Enhance your SQL Server proficiency with our SQL Server practice exercises. Each of these 15 practical T-SQL tasks includes a detailed solution to help you improve your querying skills.

You know how everyone says, "Practice makes perfect"? Well, it couldn't be truer for SQL. The real learning happens when you start working with queries, tables, and data. If you're looking to sharpen your skills in MS SQL Server, you're in the right spot. These 15 beginner-friendly T-SQL exercises are perfect for getting the hang of the basics. (If you’re wondering, T-SQL is the SQL dialect used in SQL Server databases.)

The exercises are taken from our interactive course SQL Practice Set in MS SQL Server. This is a T-SQL practice course for beginners working with SQL Server. It offers over 80 hands-on practical exercises, grouped into sections on single table queries, aggregate functions, grouping and ordering results, JOINS, and subqueries, and others. If you like the exercises in this article, I recommend you try the course!

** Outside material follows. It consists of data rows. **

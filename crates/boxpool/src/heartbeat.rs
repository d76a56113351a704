//! Heartbeat supervision of a liveness channel.
//!
//! The monitor sends `{"type":"ping"}` every `ping_interval` and declares the
//! channel dead when no `{"type":"pong"}` arrived within `timeout` of the last
//! one (or of channel open). Other traffic never resets the timer.
//!
//! The monitor is transport-agnostic: it drives any `Sink` of frames and any
//! `Stream` of parsed inbound messages.

use std::fmt::Display;
use std::future::Future;

use chrono::{DateTime, Utc};
use futures::{Sink, SinkExt, Stream, StreamExt};
use serde::{Deserialize, Serialize};
use tokio::time::{Instant, MissedTickBehavior};
use tokio_util::sync::CancellationToken;

use crate::config::HeartbeatConfig;
use crate::slot::SlotId;

#[derive(Debug, Clone, Copy, PartialEq, Eq, Serialize, Deserialize)]
#[serde(rename_all = "lowercase")]
pub enum FrameKind {
    Ping,
    Pong,
}

/// Wire frame: `{"type": "ping"|"pong", "timestamp": <RFC 3339>}`.
#[derive(Debug, Clone, PartialEq, Eq, Serialize, Deserialize)]
pub struct HeartbeatFrame {
    #[serde(rename = "type")]
    pub kind: FrameKind,
    #[serde(default)]
    pub timestamp: Option<DateTime<Utc>>,
}

impl HeartbeatFrame {
    pub fn ping(at: DateTime<Utc>) -> Self {
        Self {
            kind: FrameKind::Ping,
            timestamp: Some(at),
        }
    }

    pub fn pong(at: DateTime<Utc>) -> Self {
        Self {
            kind: FrameKind::Pong,
            timestamp: Some(at),
        }
    }
}

/// An inbound message after parsing.
#[derive(Debug, Clone, PartialEq, Eq)]
pub enum Inbound {
    Frame(HeartbeatFrame),
    /// Anything that is not a heartbeat frame.
    Other,
}

impl Inbound {
    pub fn parse(text: &str) -> Self {
        serde_json::from_str::<HeartbeatFrame>(text)
            .map(Inbound::Frame)
            .unwrap_or(Inbound::Other)
    }
}

#[derive(Debug, Clone, Copy, PartialEq, Eq)]
pub enum ChannelState {
    AwaitingFirstAck,
    Alive,
    TimedOut,
    Closed,
}

impl ChannelState {
    pub fn is_terminal(&self) -> bool {
        matches!(self, Self::TimedOut | Self::Closed)
    }
}

/// How a channel ended.
#[derive(Debug, Clone, Copy, PartialEq, Eq)]
pub enum ChannelOutcome {
    /// No pong within the timeout
    TimedOut,
    /// Peer went away or the transport failed
    Closed,
    /// Superseded by a newer channel or stopped by shutdown
    Cancelled,
}

impl ChannelOutcome {
    /// Loss of liveness reclaims the slot; cancellation does not.
    pub fn requires_reclaim(&self) -> bool {
        matches!(self, Self::TimedOut | Self::Closed)
    }
}

/// Per-channel state machine. Termination is reported at most once.
#[derive(Debug)]
struct ChannelTracker {
    state: ChannelState,
    last_contact: Instant,
    reported: bool,
}

impl ChannelTracker {
    fn new(opened: Instant) -> Self {
        Self {
            state: ChannelState::AwaitingFirstAck,
            last_contact: opened,
            reported: false,
        }
    }

    fn ack(&mut self, at: Instant) {
        if self.state.is_terminal() {
            return;
        }
        self.state = ChannelState::Alive;
        self.last_contact = self.last_contact.max(at);
    }

    fn deadline(&self, timeout: std::time::Duration) -> Instant {
        self.last_contact + timeout
    }

    fn finish(&mut self, outcome: ChannelOutcome) -> Option<ChannelOutcome> {
        if self.reported {
            return None;
        }
        self.reported = true;
        match outcome {
            ChannelOutcome::TimedOut => self.state = ChannelState::TimedOut,
            ChannelOutcome::Closed | ChannelOutcome::Cancelled => {
                self.state = ChannelState::Closed;
            }
        }
        Some(outcome)
    }
}

#[derive(Debug, Clone, Copy)]
pub struct HeartbeatMonitor {
    config: HeartbeatConfig,
}

impl HeartbeatMonitor {
    pub fn new(config: HeartbeatConfig) -> Self {
        Self { config }
    }

    pub fn config(&self) -> HeartbeatConfig {
        self.config
    }

    /// Supervise one channel until it times out, closes or is cancelled.
    ///
    /// `on_ack` runs after every pong. A `ping` from the peer is answered with
    /// a `pong` but does not count as an acknowledgement.
    pub async fn run<Tx, Rx, E, F, Fut>(
        &self,
        slot: SlotId,
        tx: Tx,
        rx: Rx,
        cancel: CancellationToken,
        mut on_ack: F,
    ) -> ChannelOutcome
    where
        Tx: Sink<HeartbeatFrame>,
        Rx: Stream<Item = Result<Inbound, E>>,
        E: Display,
        F: FnMut() -> Fut,
        Fut: Future<Output = ()>,
    {
        tokio::pin!(tx, rx);

        let opened = Instant::now();
        let mut tracker = ChannelTracker::new(opened);
        let mut pings = tokio::time::interval_at(
            opened + self.config.ping_interval,
            self.config.ping_interval,
        );
        pings.set_missed_tick_behavior(MissedTickBehavior::Delay);

        tracing::debug!(%slot, "Liveness channel opened");

        let outcome = loop {
            let deadline = tracker.deadline(self.config.timeout);
            tokio::select! {
                biased;

                _ = cancel.cancelled() => break ChannelOutcome::Cancelled,

                _ = tokio::time::sleep_until(deadline) => {
                    tracing::info!(%slot, state = ?tracker.state, timeout = ?self.config.timeout, "Heartbeat timed out");
                    break ChannelOutcome::TimedOut;
                }

                msg = rx.next() => match msg {
                    Some(Ok(Inbound::Frame(frame))) => match frame.kind {
                        FrameKind::Pong => {
                            tracker.ack(Instant::now());
                            tracing::trace!(%slot, "Pong received");
                            on_ack().await;
                        }
                        FrameKind::Ping => {
                            if tx.send(HeartbeatFrame::pong(Utc::now())).await.is_err() {
                                break ChannelOutcome::Closed;
                            }
                        }
                    },
                    Some(Ok(Inbound::Other)) => {
                        tracing::trace!(%slot, "Ignoring non-heartbeat message");
                    }
                    Some(Err(e)) => {
                        tracing::debug!(%slot, error = %e, "Liveness channel failed");
                        break ChannelOutcome::Closed;
                    }
                    None => break ChannelOutcome::Closed,
                },

                _ = pings.tick() => {
                    if tx.send(HeartbeatFrame::ping(Utc::now())).await.is_err() {
                        break ChannelOutcome::Closed;
                    }
                }
            }
        };

        let _ = tx.close().await;
        let outcome = tracker.finish(outcome).unwrap_or(outcome);
        tracing::debug!(%slot, ?outcome, "Liveness channel ended");
        outcome
    }
}
//! Transport layer for boxpool.
//!
//! HTTP via axum: JSON status routes, multipart upload and the WebSocket
//! liveness channel.

pub mod http;

pub use http::{ServerConfig, serve};
//! Process supervision for slot workers.
//!
//! A worker is the external admin tool bound to one slot's port and artifact
//! directory. The supervisor spawns it in its own process group, forwards its
//! output to tracing, and tears the whole group down on terminate.

use std::io;
use std::path::{Path, PathBuf};
use std::process::{ExitStatus, Stdio};
use std::sync::Arc;
use std::time::Duration;

use tokio::io::{AsyncBufReadExt, AsyncRead, BufReader};
use tokio::net::TcpStream;
use tokio::process::{Child, Command};
use tokio::task::JoinHandle;
use tokio::time::Instant;

use crate::config::PoolConfig;
use crate::slot::SlotId;

/// Interval between readiness probes during the launch grace period.
const READINESS_POLL: Duration = Duration::from_millis(100);

/// How long to wait for the process to be reaped after SIGKILL.
const KILL_WAIT: Duration = Duration::from_secs(5);

#[derive(Debug, Clone, PartialEq, Eq)]
pub struct LaunchRequest {
    pub slot_id: SlotId,
    pub port: u16,
    pub artifact_dir: PathBuf,
}

#[derive(Debug, thiserror::Error)]
pub enum LaunchError {
    #[error("failed to spawn worker: {0}")]
    Spawn(#[from] io::Error),
    #[error("worker exited during launch grace period: {0}")]
    ExitedEarly(ExitStatus),
    #[error("worker process has no pid")]
    NoPid,
}

#[derive(Debug, thiserror::Error)]
pub enum TerminateError {
    #[error("worker {pid} still alive after SIGKILL")]
    Unkillable { pid: u32 },
}

/// Spawns the worker process for a launch request.
pub trait WorkerSpawner: Send + Sync {
    fn spawn(&self, request: &LaunchRequest) -> Result<Child, LaunchError>;
}

/// Runs the admin launcher script:
/// `<launcher> --instance-id <id> --nginx-port <port> --db-path <dir>`,
/// from the launcher's own directory.
pub struct ScriptSpawner {
    launcher: PathBuf,
    interpreter: Option<PathBuf>,
}

impl ScriptSpawner {
    pub fn new(launcher: impl Into<PathBuf>) -> Self {
        Self {
            launcher: launcher.into(),
            interpreter: None,
        }
    }

    /// Run the launcher through an interpreter (e.g. `sh`) instead of
    /// executing it directly.
    pub fn with_interpreter(mut self, interpreter: impl Into<PathBuf>) -> Self {
        self.interpreter = Some(interpreter.into());
        self
    }
}

impl WorkerSpawner for ScriptSpawner {
    fn spawn(&self, request: &LaunchRequest) -> Result<Child, LaunchError> {
        // The working directory changes below, so relative paths must be
        // resolved first.
        let launcher = std::path::absolute(&self.launcher)?;
        let artifact_dir = std::path::absolute(&request.artifact_dir)?;

        let mut cmd = match &self.interpreter {
            Some(interpreter) => {
                let mut cmd = Command::new(interpreter);
                cmd.arg(&launcher);
                cmd
            }
            None => Command::new(&launcher),
        };
        cmd.arg("--instance-id")
            .arg(request.slot_id.to_string())
            .arg("--nginx-port")
            .arg(request.port.to_string())
            .arg("--db-path")
            .arg(&artifact_dir);
        if let Some(dir) = launcher.parent() {
            cmd.current_dir(dir);
        }
        Ok(configure(cmd).spawn()?)
    }
}

/// Common process settings for every worker: own process group, piped
/// output, no stdin.
pub(crate) fn configure(mut cmd: Command) -> Command {
    cmd.stdin(Stdio::null())
        .stdout(Stdio::piped())
        .stderr(Stdio::piped())
        .kill_on_drop(true);
    #[cfg(unix)]
    cmd.process_group(0);
    cmd
}

/// A launched worker owned by the supervisor on behalf of one slot.
pub struct WorkerHandle {
    slot_id: SlotId,
    pid: u32,
    child: Child,
    output: Vec<JoinHandle<()>>,
}

impl std::fmt::Debug for WorkerHandle {
    fn fmt(&self, f: &mut std::fmt::Formatter<'_>) -> std::fmt::Result {
        f.debug_struct("WorkerHandle")
            .field("slot_id", &self.slot_id)
            .field("pid", &self.pid)
            .finish_non_exhaustive()
    }
}

impl WorkerHandle {
    pub fn slot_id(&self) -> SlotId {
        self.slot_id
    }

    pub fn pid(&self) -> u32 {
        self.pid
    }

    /// Opaque reference persisted in the slot store.
    pub fn reference(&self) -> String {
        self.pid.to_string()
    }

    fn exit_status(&mut self) -> Option<ExitStatus> {
        match self.child.try_wait() {
            Ok(status) => status,
            Err(e) => {
                tracing::debug!(slot = %self.slot_id, pid = self.pid, error = %e, "try_wait failed; treating worker as gone");
                // Can't observe the child any more; it is not ours to supervise.
                Some(ExitStatus::default())
            }
        }
    }

    fn stop_output(&mut self) {
        for task in self.output.drain(..) {
            task.abort();
        }
    }
}

/// Launches, tracks and terminates slot workers.
pub struct ProcessSupervisor {
    spawner: Arc<dyn WorkerSpawner>,
    launch_grace: Duration,
    stop_grace: Duration,
    cleanup_command: Option<PathBuf>,
}

impl ProcessSupervisor {
    pub fn new(spawner: Arc<dyn WorkerSpawner>) -> Self {
        Self {
            spawner,
            launch_grace: Duration::from_secs(5),
            stop_grace: Duration::from_secs(10),
            cleanup_command: None,
        }
    }

    pub fn from_config(config: &PoolConfig) -> Self {
        let supervisor = Self::new(Arc::new(ScriptSpawner::new(&config.launcher)))
            .with_launch_grace(config.launch_grace)
            .with_stop_grace(config.stop_grace);
        match &config.cleanup_command {
            Some(command) => supervisor.with_cleanup_command(command),
            None => supervisor,
        }
    }

    pub fn with_launch_grace(mut self, grace: Duration) -> Self {
        self.launch_grace = grace;
        self
    }

    pub fn with_stop_grace(mut self, grace: Duration) -> Self {
        self.stop_grace = grace;
        self
    }

    pub fn with_cleanup_command(mut self, command: impl Into<PathBuf>) -> Self {
        self.cleanup_command = Some(command.into());
        self
    }

    /// Spawn the worker and wait out the launch grace period.
    ///
    /// Success means the process exists and accepts signals. A worker that
    /// exits during the grace period is torn down and reported as
    /// [`LaunchError::ExitedEarly`].
    pub async fn launch(&self, request: &LaunchRequest) -> Result<WorkerHandle, LaunchError> {
        let mut child = self.spawner.spawn(request)?;
        let Some(pid) = child.id() else {
            let _ = child.start_kill();
            return Err(LaunchError::NoPid);
        };

        let mut output = Vec::with_capacity(2);
        if let Some(stdout) = child.stdout.take() {
            output.push(forward_output(request.slot_id, "stdout", stdout));
        }
        if let Some(stderr) = child.stderr.take() {
            output.push(forward_output(request.slot_id, "stderr", stderr));
        }

        let mut handle = WorkerHandle {
            slot_id: request.slot_id,
            pid,
            child,
            output,
        };
        tracing::info!(slot = %request.slot_id, pid, port = request.port, "Worker spawned");

        if let Err(e) = self.await_readiness(&mut handle, request.port).await {
            // Leftover group members must not outlive a failed launch.
            if let Err(te) = self.terminate(&mut handle).await {
                tracing::error!(slot = %request.slot_id, error = %te, "Failed to tear down worker after launch failure");
            }
            return Err(e);
        }
        Ok(handle)
    }

    async fn await_readiness(&self, handle: &mut WorkerHandle, port: u16) -> Result<(), LaunchError> {
        let deadline = Instant::now() + self.launch_grace;
        loop {
            if let Some(status) = handle.exit_status() {
                tracing::warn!(slot = %handle.slot_id, pid = handle.pid, %status, "Worker exited during launch");
                return Err(LaunchError::ExitedEarly(status));
            }
            if TcpStream::connect(("127.0.0.1", port)).await.is_ok() {
                tracing::debug!(slot = %handle.slot_id, port, "Worker port accepting connections");
                return Ok(());
            }
            if Instant::now() >= deadline {
                tracing::debug!(slot = %handle.slot_id, "Launch grace elapsed; worker still running");
                return Ok(());
            }
            tokio::time::sleep(READINESS_POLL).await;
        }
    }

    pub fn is_alive(&self, handle: &mut WorkerHandle) -> bool {
        handle.exit_status().is_none()
    }

    /// SIGTERM the worker's process group, then SIGKILL after the stop grace
    /// period. A worker that is already gone is not an error.
    pub async fn terminate(&self, handle: &mut WorkerHandle) -> Result<(), TerminateError> {
        let slot = handle.slot_id;
        let pid = handle.pid;

        if let Some(status) = handle.exit_status() {
            tracing::debug!(%slot, pid, %status, "Worker already exited");
            signal_group(pid, Signal::Kill);
            handle.stop_output();
            return Ok(());
        }

        signal_group(pid, Signal::Term);
        match tokio::time::timeout(self.stop_grace, handle.child.wait()).await {
            Ok(Ok(status)) => {
                tracing::info!(%slot, pid, %status, "Worker stopped");
            }
            Ok(Err(e)) => {
                tracing::debug!(%slot, pid, error = %e, "Wait on worker failed; treating as gone");
            }
            Err(_) => {
                tracing::warn!(%slot, pid, grace = ?self.stop_grace, "Worker ignored SIGTERM, sending SIGKILL");
                signal_group(pid, Signal::Kill);
                let _ = handle.child.start_kill();
                if tokio::time::timeout(KILL_WAIT, handle.child.wait())
                    .await
                    .is_err()
                {
                    tracing::error!(%slot, pid, "Worker survived SIGKILL");
                    return Err(TerminateError::Unkillable { pid });
                }
                tracing::info!(%slot, pid, "Worker killed");
            }
        }
        // Reap whatever else the worker left in its group.
        signal_group(pid, Signal::Kill);
        handle.stop_output();
        Ok(())
    }

    /// Stop a worker known only by the pid recorded in the store, e.g. one
    /// left behind by an earlier boxpool process. Same SIGTERM/SIGKILL
    /// sequence as [`terminate`](Self::terminate), applied to the process
    /// group led by `pid`. A group that no longer exists is not an error.
    pub async fn terminate_orphan(&self, slot: SlotId, pid: u32) -> Result<(), TerminateError> {
        if !group_exists(pid) {
            tracing::debug!(%slot, pid, "Recorded worker already gone");
            return Ok(());
        }

        tracing::warn!(%slot, pid, "Stopping orphaned worker group");
        signal_group(pid, Signal::Term);
        if wait_group_gone(pid, self.stop_grace).await {
            tracing::info!(%slot, pid, "Orphaned worker stopped");
            return Ok(());
        }

        tracing::warn!(%slot, pid, grace = ?self.stop_grace, "Orphaned worker ignored SIGTERM, sending SIGKILL");
        signal_group(pid, Signal::Kill);
        if wait_group_gone(pid, KILL_WAIT).await {
            tracing::info!(%slot, pid, "Orphaned worker killed");
            return Ok(());
        }
        tracing::error!(%slot, pid, "Orphaned worker survived SIGKILL");
        Err(TerminateError::Unkillable { pid })
    }

    /// Run the external teardown hook for a slot, if configured.
    pub async fn cleanup(&self, slot_id: SlotId) -> io::Result<()> {
        let Some(command) = &self.cleanup_command else {
            return Ok(());
        };
        run_cleanup(command, slot_id, self.stop_grace).await
    }
}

If you’re a beginner who wants to learn everything T-SQL has to offer, check out our complete learning track SQL from A to Z in MS SQL Server. The track contains 7 interactive T-SQL courses that will teach you complete modern T-SQL for data analysis.

Section 1: Cats – Purr-fect SQL Exercises to Sharpen Your Claws

In the first section, we’ll work on the table Cat. This table has the following columns:

  • Id – The ID of a given cat.
  • Name – The cat’s name.
  • Breed – The cat’s breed (e.g. Siamese, Cornish Rex).
  • Coloration – The cat’s coloration (e.g. tortoiseshell, black).
  • Age – The cat’s age.
  • Sex – The cat’s sex.
  • FavToy – The cat’s favorite toy.

Exercise 1: Get to Know the Cat Table

Exercise: Select all data from the Cat table.

Solution:

SELECT * 
FROM Cat;

Solution: We use the SELECT statement to select data from the database. The asterisk (*) following SELECT means that you want all columns from the table. The FROM Cat command indicates the table from which you pull the rows.  

Exercise 2: Kittens

Exercise: Select the Name, Breed, and Coloration for every cat that is younger than five years old.

Solution:

SELECT 
  Name, 
  Breed, 
  Coloration 
FROM Cat 
WHERE Age < 5;

Explanation: As before, we use the SELECT statement. This time, we list the columns we want to select:  Name, Breed, and Coloration. In the FROM clause, we give the name of the table (Cats).

In the WHERE clause, we specify the condition to only select cats younger than 5 years old: Age < 5. We use the < operator to compare the value of the Age column with the number 5. The database will only select the cats who are younger than 5 (i.e. have Age lower than 5).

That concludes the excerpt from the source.